I did not include all categories; I mentioned tools in antiquity but one can make a case for a periodization by scientific achievements, particularly those with immediate economic effects: developments in communication for example; the adopting of printing. But here there are interesting differences between the Islamic world and the West. In the earlier stages in what you might call the Golden Age of Islam, they accepted new techniques and new ideas very willingly. They accepted paper from China, for example: paper was unknown in the Middle East, it was first manufactured in China and was imported from China. They took to it and made very extensive use of it and it played a major part in the cultural development of the time. It also was important for economic development - imagine trying to keep your business accounts on papyrus or on clay tablets.

But later they rejected printing which also came from China and the Far East; they simply refused. Printing was brought again by the Jews who came from Spain in 1492; they asked permission to bring their printing presses with them when they went to Turkey. They were welcomed in Turkey but they were told, 'Yes you can print, but you must not print in the Arabic script, only in your own script.' Printing was seen as somehow blasphemous. One suspects that the Guild of Calligraphers may have had something to do with this too.

You find changes in attitude: take for example the circulation of the blood - a major discovery in medicine. We have a medieval physician in Baghdad who actually wrote a book in Arabic in which he describes it, but it had no effect and no impact. Technological, scientific changes can be very important but they have to have the right atmosphere in order to be accepted and to have impact.
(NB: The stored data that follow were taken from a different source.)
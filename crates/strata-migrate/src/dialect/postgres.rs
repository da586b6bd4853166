//! PostgreSQL dialect for migrations.
//!
//! Spatial types need the PostGIS extension; enable them with
//! [`PostgresDialect::with_postgis`].

use crate::error::{MigrateError, Result};
use crate::operations::ColumnChanges;
use crate::schema::{Column, ColumnType, Delta, Spatial};

use super::{
    altered_column, effective_length, ensure_reference_type_kept, literal_type, MigrationDialect,
};

/// PostgreSQL migration dialect.
#[derive(Debug, Clone, Default)]
pub struct PostgresDialect {
    postgis: bool,
}

impl PostgresDialect {
    /// Creates a new PostgreSQL dialect without spatial support.
    #[must_use]
    pub const fn new() -> Self {
        Self { postgis: false }
    }

    /// Enables or disables PostGIS types.
    #[must_use]
    pub const fn with_postgis(mut self, postgis: bool) -> Self {
        self.postgis = postgis;
        self
    }

    fn spatial(&self, kind: &str, spatial: &Spatial, column: &Column) -> Result<String> {
        if !self.postgis {
            return Err(MigrateError::Unsupported(format!(
                "{} column '{}' requires PostGIS",
                kind, column.name
            )));
        }
        let shape = if spatial.dimension > 2 {
            "GEOMETRYZ"
        } else {
            "GEOMETRY"
        };
        Ok(format!("{}({},{})", kind, shape, spatial.srid))
    }
}

impl MigrationDialect for PostgresDialect {
    fn name(&self) -> &'static str {
        "postgres"
    }

    fn placeholder(&self, index: usize) -> String {
        format!("${}", index)
    }

    fn type_name(&self, column: &Column, type_: &ColumnType) -> Result<String> {
        let name = match type_ {
            ColumnType::Id => "SERIAL PRIMARY KEY".to_string(),
            ColumnType::BigId => "BIGSERIAL PRIMARY KEY".to_string(),
            ColumnType::String | ColumnType::Password | ColumnType::Upload => {
                format!("VARCHAR({})", effective_length(column, type_).unwrap_or_default())
            }
            ColumnType::Text => "TEXT".to_string(),
            ColumnType::Integer | ColumnType::Reference { .. } => "INTEGER".to_string(),
            ColumnType::BigInt | ColumnType::BigReference { .. } => "BIGINT".to_string(),
            ColumnType::Float => "REAL".to_string(),
            ColumnType::Double => "FLOAT8".to_string(),
            ColumnType::Boolean => "CHAR(1)".to_string(),
            ColumnType::Date => "DATE".to_string(),
            ColumnType::Time => "TIME".to_string(),
            ColumnType::DateTime => "TIMESTAMP".to_string(),
            ColumnType::Blob => "BYTEA".to_string(),
            ColumnType::Json => "JSON".to_string(),
            ColumnType::ListReference { .. } | ColumnType::ListInteger => "BIGINT[]".to_string(),
            ColumnType::ListString => "TEXT[]".to_string(),
            ColumnType::Decimal { precision, scale } => {
                format!("NUMERIC({},{})", precision, scale)
            }
            ColumnType::Geometry(spatial) => self.spatial("geometry", spatial, column)?,
            ColumnType::Geography(spatial) => self.spatial("geography", spatial, column)?,
        };
        Ok(name)
    }

    fn alter_column(
        &self,
        table: &str,
        column: &str,
        modify: &ColumnChanges,
        existing: &ColumnChanges,
    ) -> Result<Vec<String>> {
        if modify.is_empty() {
            return Ok(Vec::new());
        }
        ensure_reference_type_kept(table, column, modify, existing)?;

        let target = self.quote_identifier(column);
        let mut clauses = Vec::new();

        if modify.type_.is_some() || modify.length.is_set() {
            let altered = altered_column(table, column, modify, existing)?;
            let type_ = altered.column_type()?;
            if type_.is_id() {
                return Err(MigrateError::Unsupported(format!(
                    "changing key column '{}.{}' in place",
                    table, column
                )));
            }
            clauses.push(format!(
                "ALTER COLUMN {} TYPE {}",
                target,
                self.type_name(&altered, &type_)?
            ));
        }

        match &modify.default {
            Delta::Unset => {}
            Delta::Null => clauses.push(format!("ALTER COLUMN {} DROP DEFAULT", target)),
            Delta::Value(default) => clauses.push(format!(
                "ALTER COLUMN {} SET DEFAULT {}",
                target,
                self.default_literal(default, &literal_type(modify, existing))
            )),
        }

        match modify.notnull {
            Some(true) => clauses.push(format!("ALTER COLUMN {} SET NOT NULL", target)),
            Some(false) => clauses.push(format!("ALTER COLUMN {} DROP NOT NULL", target)),
            None => {}
        }

        Ok(vec![format!(
            "ALTER TABLE {} {}",
            self.quote_identifier(table),
            clauses.join(", ")
        )])
    }
}

#[cfg(test)]
mod tests {
    use super::*;
    use crate::schema::{DefaultValue, ForeignKey};

    fn existing(column: &Column) -> ColumnChanges {
        ColumnChanges::of_column(column)
    }

    #[test]
    fn test_type_names() {
        let dialect = PostgresDialect::new();
        let cases = [
            ("id", "SERIAL PRIMARY KEY"),
            ("big-id", "BIGSERIAL PRIMARY KEY"),
            ("string", "VARCHAR(512)"),
            ("list:reference tags", "BIGINT[]"),
            ("list:string", "TEXT[]"),
            ("decimal(10,2)", "NUMERIC(10,2)"),
            ("big-reference users", "BIGINT"),
        ];
        for (type_, expected) in cases {
            let column = Column::new("c", type_);
            let parsed = column.column_type().unwrap();
            assert_eq!(dialect.type_name(&column, &parsed).unwrap(), expected);
        }
    }

    #[test]
    fn test_geometry_requires_postgis() {
        let column = Column::new("area", "geometry('public', 4326, 2)");
        let parsed = column.column_type().unwrap();
        assert!(matches!(
            PostgresDialect::new().type_name(&column, &parsed),
            Err(MigrateError::Unsupported(_))
        ));
        assert_eq!(
            PostgresDialect::new()
                .with_postgis(true)
                .type_name(&column, &parsed)
                .unwrap(),
            "geometry(GEOMETRY,4326)"
        );
    }

    #[test]
    fn test_alter_column_single_statement() {
        let dialect = PostgresDialect::new();
        let before = Column::new("name", "string");
        let sql = dialect
            .alter_column(
                "things",
                "name",
                &ColumnChanges::new()
                    .set_length(Some(64))
                    .set_notnull(true)
                    .set_default(Some(DefaultValue::String("x".to_string()))),
                &existing(&before),
            )
            .unwrap();
        assert_eq!(
            sql,
            vec![
                "ALTER TABLE \"things\" ALTER COLUMN \"name\" TYPE VARCHAR(64), \
                 ALTER COLUMN \"name\" SET DEFAULT 'x', \
                 ALTER COLUMN \"name\" SET NOT NULL"
            ]
        );
    }

    #[test]
    fn test_alter_column_drop_default_and_null() {
        let dialect = PostgresDialect::new();
        let before = Column::new("flag", "boolean")
            .notnull()
            .default(DefaultValue::Bool(false));
        let sql = dialect
            .alter_column(
                "things",
                "flag",
                &ColumnChanges::new().set_notnull(false).set_default(None),
                &existing(&before),
            )
            .unwrap();
        assert_eq!(
            sql,
            vec![
                "ALTER TABLE \"things\" ALTER COLUMN \"flag\" DROP DEFAULT, \
                 ALTER COLUMN \"flag\" DROP NOT NULL"
            ]
        );
    }

    #[test]
    fn test_alter_reference_type_unsupported() {
        let dialect = PostgresDialect::new();
        let before = Column::new("owner", "reference users");
        assert!(matches!(
            dialect.alter_column(
                "things",
                "owner",
                &ColumnChanges::new().set_type("bigint"),
                &existing(&before)
            ),
            Err(MigrateError::Unsupported(_))
        ));
    }

    #[test]
    fn test_foreign_key_sql() {
        let dialect = PostgresDialect::new();
        let fk = ForeignKey::new(
            "fk_parts_thing",
            "parts",
            vec!["thing".to_string()],
            "things",
            vec!["id".to_string()],
        )
        .on_delete("SET NULL");
        assert_eq!(
            dialect.create_foreign_key(&fk).unwrap(),
            "ALTER TABLE \"parts\" ADD CONSTRAINT \"fk_parts_thing\" FOREIGN KEY (\"thing\") \
             REFERENCES \"things\" (\"id\") ON DELETE SET NULL"
        );
        assert_eq!(
            dialect.drop_foreign_key("parts", "fk_parts_thing").unwrap(),
            "ALTER TABLE \"parts\" DROP CONSTRAINT \"fk_parts_thing\""
        );
        assert_eq!(dialect.placeholder(2), "$2");
    }
}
If you look at the major developments in our own time, in the field of communication in particular - travel, manufacture and so on, the impact is enormous and that the makes the rejection of these the more remarkable in other societies.

I have been asked about periodization by language.

I did allude to it in speaking of the adopting of vernaculars in Europe, which marks a very important change. One finds it elsewhere too: in the world conquered by the Arabs, for a long time Arabic was the sole language which could be used in government, commerce, culture and so on. Then gradually the conquered peoples began to re¬emerge with their own languages in the new Islamite form. In Persian, written in the Arabic script with a large Arabic vocabulary, but still Persian not Arabic. This is followed by Turkish and U r d u and other languages. One can, for certain purposes, periodize by languages, yes certainly.

They were also very interested in what they regarded as useful. They knew that the ancient Greeks had reached a high level in medicine, in engineering, and a number of other useful practical sciences. And they therefore took steps to arrange for the translation of the relevant works into Arabic so that they could use them. On the other hand they were not the least bit interested in what they did not regard as useful. So for example, they translated those works of Aristotle which they thought were useful but they made no attempt to translate any of the ancient Greek historians or any of the ancient Greek literature. None of the poems, the epics, the plays - none of that is translated; none even of the historical narratives which you might expect would arouse some interest. And by the way the translators were mostly Christians and Jews.